Required work: Print exactly those lines that run from the beginning of the data to the line bearing "fn pet() ->", inclusive.

Information shown:
:::::

// tests/config_tests.rs

use std::sync::Arc;
use std::time::Duration;

use dynaquery::config::DEFAULT_TOKENIZE_TIMEOUT;
use dynaquery::{
    EntityType, ExtensibilityPoint, ParsingConfig, Queryable, Type, TypeRegistry, Value,
    compile_filter,
};
use pretty_assertions::assert_eq;

fn pet() -> Arc<EntityType> {
    EntityType::builder("Zoo.Pet")
        .member("Name", Type::String)
        .member("Owner", Type::String)
        .build()
}

// ============================================================================
// Builder
// ============================================================================

#[test]
fn test_builder_defaults() {
    let config = ParsingConfig::builder().build();
    assert!(!config.resolve_types_by_simple_name());
    assert!(!config.null_propagation());
    assert!(!config.case_sensitive());
    assert_eq!(config.tokenize_timeout(), DEFAULT_TOKENIZE_TIMEOUT);
    assert!(config.type_registry().is_empty());
}

#[test]
fn test_zero_timeout_falls_back() {
    let config = ParsingConfig::builder().tokenize_timeout(Duration::ZERO).build();
    assert_eq!(config.tokenize_timeout(), DEFAULT_TOKENIZE_TIMEOUT);

    let config = ParsingConfig::builder()
        .tokenize_timeout(Duration::from_millis(250))
        .build();
    assert_eq!(config.tokenize_timeout(), Duration::from_millis(250));
}

#[test]
fn test_to_builder_keeps_settings() {
    let original = ParsingConfig::builder()
        .case_sensitive(true)
        .type_registry(TypeRegistry::new().with(&pet()))
        .build();
    let derived = original.to_builder().null_propagation(true).build();
    assert!(derived.case_sensitive());
    assert!(derived.null_propagation());
    assert_eq!(derived.type_registry().len(), 1);
    assert!(!original.null_propagation());
}

#[test]
fn test_identity_optimizer_by_default() {
    let config = ParsingConfig::default();
    assert!(format!("{:?}", config.extensibility()).contains("identity"));

    let custom = ExtensibilityPoint::with_optimizer(|query| query);
    assert!(format!("{:?}", custom).contains("custom"));
}

// ============================================================================
// Process-wide default
// ============================================================================

// The only test in this binary that touches the process default.
#[test]
fn test_configure_and_reset_default() {
    let stray = Value::entity(&pet(), [("Name", Value::from("Rex")), ("Owner", Value::Null)]);
    let pets = Queryable::from_vec(Type::entity(&pet()), vec![stray.clone()]);

    assert!(pets.filter("Owner.Length > 0", &[]).unwrap().to_vec().is_err());

    ParsingConfig::configure_default(|builder| builder.null_propagation(true));
    assert!(ParsingConfig::default_config().null_propagation());
    let filtered = pets.filter("Owner.Length > 0", &[]).unwrap().to_vec().unwrap();
    assert_eq!(filtered, Vec::<Value>::new());

    ParsingConfig::configure_default(|builder| builder.tokenize_timeout(Duration::ZERO));
    assert_eq!(ParsingConfig::default_config().tokenize_timeout(), DEFAULT_TOKENIZE_TIMEOUT);
    assert!(ParsingConfig::default_config().null_propagation());

    ParsingConfig::reset_default();
    assert!(!ParsingConfig::default_config().null_propagation());
    let predicate = compile_filter("Owner == null", &Type::entity(&pet()), &[], None).unwrap();
    assert!(predicate.test(&stray).unwrap());
}
use std::str::FromStr;

use rust_decimal::Decimal;

use crate::{
    ast::{
        BinOp, Expr, ExprKind, ImplicitParam, Keyword, Literal, OrderingItem, Projection, Token,
        TokenKind, TypeTestOp, UnaryOp,
    },
    config::ParsingConfig,
    error::{ParseError, ParseResult},
    lexer,
};

/// Methods whose trailing argument is a type name rather than an expression.
const TYPE_SENSITIVE_METHODS: [&str; 4] = ["OfType", "Cast", "is", "as"];

/// Recursive-descent parser over a token vector.
///
/// Precedence, lowest first: `?:`, `??`, `||`, `&&`, equality (`==`, `!=`, `is`, `as`),
/// relational, additive, multiplicative, unary, primary.
pub struct Parser {
    tokens: Vec<Token>,
    index: usize,
    case_sensitive: bool,
    /// Cleared while parsing a `new(...)` member so `as` names the property
    infix_as: bool,
}
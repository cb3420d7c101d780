use std::fmt;

/// Binary operators.
#[derive(Debug, Clone, Copy, PartialEq, Eq)]
pub enum BinOp {
    // Comparison
    /// Equal (`==`, `=`)
    Equal,
    /// Not equal (`!=`, `<>`)
    NotEqual,
    /// Less than (`<`)
    LessThan,
    /// Greater than (`>`)
    GreaterThan,
    /// Less than or equal (`<=`)
    LessEqual,
    /// Greater than or equal (`>=`)
    GreaterEqual,

    // Arithmetic
    /// Addition or string concatenation (`+`)
    Add,
    /// Subtraction (`-`)
    Subtract,
    /// Multiplication (`*`)
    Multiply,
    /// Division (`/`)
    Divide,
    /// Modulo (`%`)
    Modulo,

    // Logical
    /// Logical AND (`&&`, `and`)
    And,
    /// Logical OR (`||`, `or`)
    Or,

    // Null-coalescing
    /// Null-coalescing (`??`)
    NullCoalesce,
}

impl BinOp {
    pub fn is_comparison(self) -> bool {
        matches!(
            self,
            BinOp::LessThan | BinOp::GreaterThan | BinOp::LessEqual | BinOp::GreaterEqual
        )
    }

    pub fn is_equality(self) -> bool {
        matches!(self, BinOp::Equal | BinOp::NotEqual)
    }

    pub fn is_arithmetic(self) -> bool {
        matches!(
            self,
            BinOp::Add | BinOp::Subtract | BinOp::Multiply | BinOp::Divide | BinOp::Modulo
        )
    }
}

impl fmt::Display for BinOp {
    fn fmt(&self, f: &mut fmt::Formatter<'_>) -> fmt::Result {
        let symbol = match self {
            BinOp::Equal => "==",
            BinOp::NotEqual => "!=",
            BinOp::LessThan => "<",
            BinOp::GreaterThan => ">",
            BinOp::LessEqual => "<=",
            BinOp::GreaterEqual => ">=",
            BinOp::Add => "+",
            BinOp::Subtract => "-",
            BinOp::Multiply => "*",
            BinOp::Divide => "/",
            BinOp::Modulo => "%",
            BinOp::And => "&&",
            BinOp::Or => "||",
            BinOp::NullCoalesce => "??",
        };
        f.write_str(symbol)
    }
}

/// Unary operators.
#[derive(Debug, Clone, Copy, PartialEq, Eq)]
pub enum UnaryOp {
    /// Logical negation (`!`, `not`)
    Not,
    /// Arithmetic negation (`-`)
    Negate,
}

impl fmt::Display for UnaryOp {
    fn fmt(&self, f: &mut fmt::Formatter<'_>) -> fmt::Result {
        match self {
            UnaryOp::Not => f.write_str("!"),
            UnaryOp::Negate => f.write_str("-"),
        }
    }
}
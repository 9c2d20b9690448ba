//! OAuth 1.0a request signing (HMAC-SHA1, RFC 5849).

use base64::{engine::general_purpose::STANDARD, Engine as _};
use hmac::{Hmac, Mac};
use percent_encoding::{utf8_percent_encode, AsciiSet, NON_ALPHANUMERIC};
use sha1::Sha1;
use std::fmt;
use threadcast_core::PublishError;
use url::Url;

type HmacSha1 = Hmac<Sha1>;

/// Everything except the RFC 3986 unreserved characters.
const OAUTH_ENCODE_SET: &AsciiSet = &NON_ALPHANUMERIC
    .remove(b'-')
    .remove(b'.')
    .remove(b'_')
    .remove(b'~');

pub fn encode(value: &str) -> String {
    utf8_percent_encode(value, OAUTH_ENCODE_SET).to_string()
}

/// Consumer and user-context token pair for one account.
#[derive(Clone)]
pub struct OAuth1Credentials {
    pub consumer_key: String,
    pub consumer_secret: String,
    pub access_token: String,
    pub access_secret: String,
}

impl fmt::Debug for OAuth1Credentials {
    fn fmt(&self, f: &mut fmt::Formatter<'_>) -> fmt::Result {
        f.debug_struct("OAuth1Credentials")
            .field("consumer_key", &"<redacted>")
            .field("consumer_secret", &"<redacted>")
            .field("access_token", &"<redacted>")
            .field("access_secret", &"<redacted>")
            .finish()
    }
}

/// Per-request values that must differ between requests.
#[derive(Debug, Clone)]
pub struct RequestNonce {
    pub nonce: String,
    pub timestamp: i64,
}

impl RequestNonce {
    pub fn fresh() -> Self {
        Self {
            nonce: uuid::Uuid::new_v4().simple().to_string(),
            timestamp: chrono::Utc::now().timestamp(),
        }
    }
}

/// Scheme, host, port (when not the default) and path of `url`.
fn base_url(url: &Url) -> String {
    let host = url.host_str().unwrap_or_default().to_lowercase();
    match url.port() {
        Some(port) => format!("{}://{}:{}{}", url.scheme(), host, port, url.path()),
        None => format!("{}://{}{}", url.scheme(), host, url.path()),
    }
}

/// `METHOD&base-url&normalized-parameters`, each part percent-encoded.
///
/// Query parameters of `url` are always included; `extra_params` carries
/// form-encoded body parameters when there are any.
pub fn signature_base_string(
    method: &str,
    url: &Url,
    oauth_params: &[(&str, String)],
    extra_params: &[(&str, &str)],
) -> String {
    let mut params: Vec<(String, String)> = url
        .query_pairs()
        .map(|(key, value)| (encode(&key), encode(&value)))
        .chain(oauth_params.iter().map(|(key, value)| (encode(key), encode(value))))
        .chain(extra_params.iter().map(|(key, value)| (encode(key), encode(value))))
        .collect();
    params.sort();

    let normalized = params
        .iter()
        .map(|(key, value)| format!("{}={}", key, value))
        .collect::<Vec<_>>()
        .join("&");

    format!(
        "{}&{}&{}",
        method.to_uppercase(),
        encode(&base_url(url)),
        encode(&normalized)
    )
}

pub fn sign(base_string: &str, consumer_secret: &str, token_secret: &str) -> Result<String, PublishError> {
    let key = format!("{}&{}", encode(consumer_secret), encode(token_secret));
    let mut mac = HmacSha1::new_from_slice(key.as_bytes()).map_err(|e| PublishError::SigningFailed {
        reason: e.to_string(),
    })?;
    mac.update(base_string.as_bytes());
    Ok(STANDARD.encode(mac.finalize().into_bytes()))
}

fn oauth_params(credentials: &OAuth1Credentials, nonce: &RequestNonce) -> Vec<(&'static str, String)> {
    vec![
        ("oauth_consumer_key", credentials.consumer_key.clone()),
        ("oauth_nonce", nonce.nonce.clone()),
        ("oauth_signature_method", "HMAC-SHA1".to_string()),
        ("oauth_timestamp", nonce.timestamp.to_string()),
        ("oauth_token", credentials.access_token.clone()),
        ("oauth_version", "1.0".to_string()),
    ]
}

/// Value of the `Authorization` header for a request whose body is not
/// form-encoded (JSON bodies are not signed).
pub fn authorization_header(
    credentials: &OAuth1Credentials,
    method: &str,
    url: &Url,
    nonce: &RequestNonce,
) -> Result<String, PublishError> {
    let mut params = oauth_params(credentials, nonce);
    let base_string = signature_base_string(method, url, &params, &[]);
    let signature = sign(
        &base_string,
        &credentials.consumer_secret,
        &credentials.access_secret,
    )?;
    params.push(("oauth_signature", signature));
    params.sort();

    let fields = params
        .iter()
        .map(|(key, value)| format!("{}=\"{}\"", encode(key), encode(value)))
        .collect::<Vec<_>>()
        .join(", ");
    Ok(format!("OAuth {}", fields))
}

#[cfg(test)]
mod tests {
    use super::*;

    fn documented_credentials() -> OAuth1Credentials {
        OAuth1Credentials {
            consumer_key: "xvz1evFS4wEEPTGEFPHBog".to_string(),
            consumer_secret: "kAcSOqF21Fu85e7zjz7ZN2U4ZRhfV3WpwPAoE3Z7kBw".to_string(),
            access_token: "370773112-GmHxMAgYyLbNEtIKZeRNFsMKPR9EyMZeS9weJAEb".to_string(),
            access_secret: "LswwdoUaIvS8ltyTt5jkRh4J50vUPVVHtR2YPi5kE".to_string(),
        }
    }

    fn documented_nonce() -> RequestNonce {
        RequestNonce {
            nonce: "kYjzVBB8Y0ZFabxSWbWovY3uYSQ2pTgmZeNu2VS4cg".to_string(),
            timestamp: 1318622958,
        }
    }

    #[test]
    fn test_percent_encoding() {
        assert_eq!(encode("Ladies + Gentlemen"), "Ladies%20%2B%20Gentlemen");
        assert_eq!(encode("An encoded string!"), "An%20encoded%20string%21");
        assert_eq!(encode("Dogs, Cats & Mice"), "Dogs%2C%20Cats%20%26%20Mice");
        assert_eq!(encode("☃"), "%E2%98%83");
        assert_eq!(encode("safe-._~"), "safe-._~");
    }

    #[test]
    fn test_signature_matches_documented_example() {
        let credentials = documented_credentials();
        let url =
            Url::parse("https://api.twitter.com/1.1/statuses/update.json?include_entities=true")
                .unwrap();
        let params = oauth_params(&credentials, &documented_nonce());

        let base_string = signature_base_string(
            "post",
            &url,
            &params,
            &[("status", "Hello Ladies + Gentlemen, a signed OAuth request!")],
        );

        assert_eq!(
            base_string,
            "POST&https%3A%2F%2Fapi.twitter.com%2F1.1%2Fstatuses%2Fupdate.json&\
             include_entities%3Dtrue%26oauth_consumer_key%3Dxvz1evFS4wEEPTGEFPHBog%26\
             oauth_nonce%3DkYjzVBB8Y0ZFabxSWbWovY3uYSQ2pTgmZeNu2VS4cg%26\
             oauth_signature_method%3DHMAC-SHA1%26oauth_timestamp%3D1318622958%26\
             oauth_token%3D370773112-GmHxMAgYyLbNEtIKZeRNFsMKPR9EyMZeS9weJAEb%26\
             oauth_version%3D1.0%26status%3DHello%2520Ladies%2520%252B%2520Gentlemen\
             %252C%2520a%2520signed%2520OAuth%2520request%2521"
        );

        let signature = sign(
            &base_string,
            &credentials.consumer_secret,
            &credentials.access_secret,
        )
        .unwrap();
        assert_eq!(signature, "hCtSmYh+iHYCEqBWrE7C7hYmtUk=");
    }

    #[test]
    fn test_base_url_keeps_non_default_port() {
        let url = Url::parse("http://127.0.0.1:8080/2/tweets").unwrap();
        assert_eq!(base_url(&url), "http://127.0.0.1:8080/2/tweets");

        let url = Url::parse("HTTPS://API.X.COM:443/2/tweets").unwrap();
        assert_eq!(base_url(&url), "https://api.x.com/2/tweets");
    }

    #[test]
    fn test_authorization_header_fields() {
        let url = Url::parse("https://api.twitter.com/2/tweets").unwrap();
        let header =
            authorization_header(&documented_credentials(), "POST", &url, &documented_nonce())
                .unwrap();

        assert!(header.starts_with("OAuth "));
        for field in [
            "oauth_consumer_key=\"xvz1evFS4wEEPTGEFPHBog\"",
            "oauth_nonce=\"kYjzVBB8Y0ZFabxSWbWovY3uYSQ2pTgmZeNu2VS4cg\"",
            "oauth_signature_method=\"HMAC-SHA1\"",
            "oauth_timestamp=\"1318622958\"",
            "oauth_version=\"1.0\"",
            "oauth_signature=\"",
        ] {
            assert!(header.contains(field), "missing {} in {}", field, header);
        }
    }

    #[test]
    fn test_fresh_nonces_differ() {
        let first = RequestNonce::fresh();
        let second = RequestNonce::fresh();
        assert_ne!(first.nonce, second.nonce);
        assert!(first.nonce.chars().all(|c| c.is_ascii_alphanumeric()));
    }

    #[test]
    fn test_debug_redacts_secrets() {
        let rendered = format!("{:?}", documented_credentials());
        assert!(!rendered.contains("kAcSOqF21Fu85e7zjz7ZN2U4ZRhfV3WpwPAoE3Z7kBw"));
    }
}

:::::

Answer box:
// tests/config_tests.rs

use std::sync::Arc;
use std::time::Duration;

use dynaquery::config::DEFAULT_TOKENIZE_TIMEOUT;
use dynaquery::{
    EntityType, ExtensibilityPoint, ParsingConfig, Queryable, Type, TypeRegistry, Value,
    compile_filter,
};
use pretty_assertions::assert_eq;

fn pet() -> Arc<EntityType> {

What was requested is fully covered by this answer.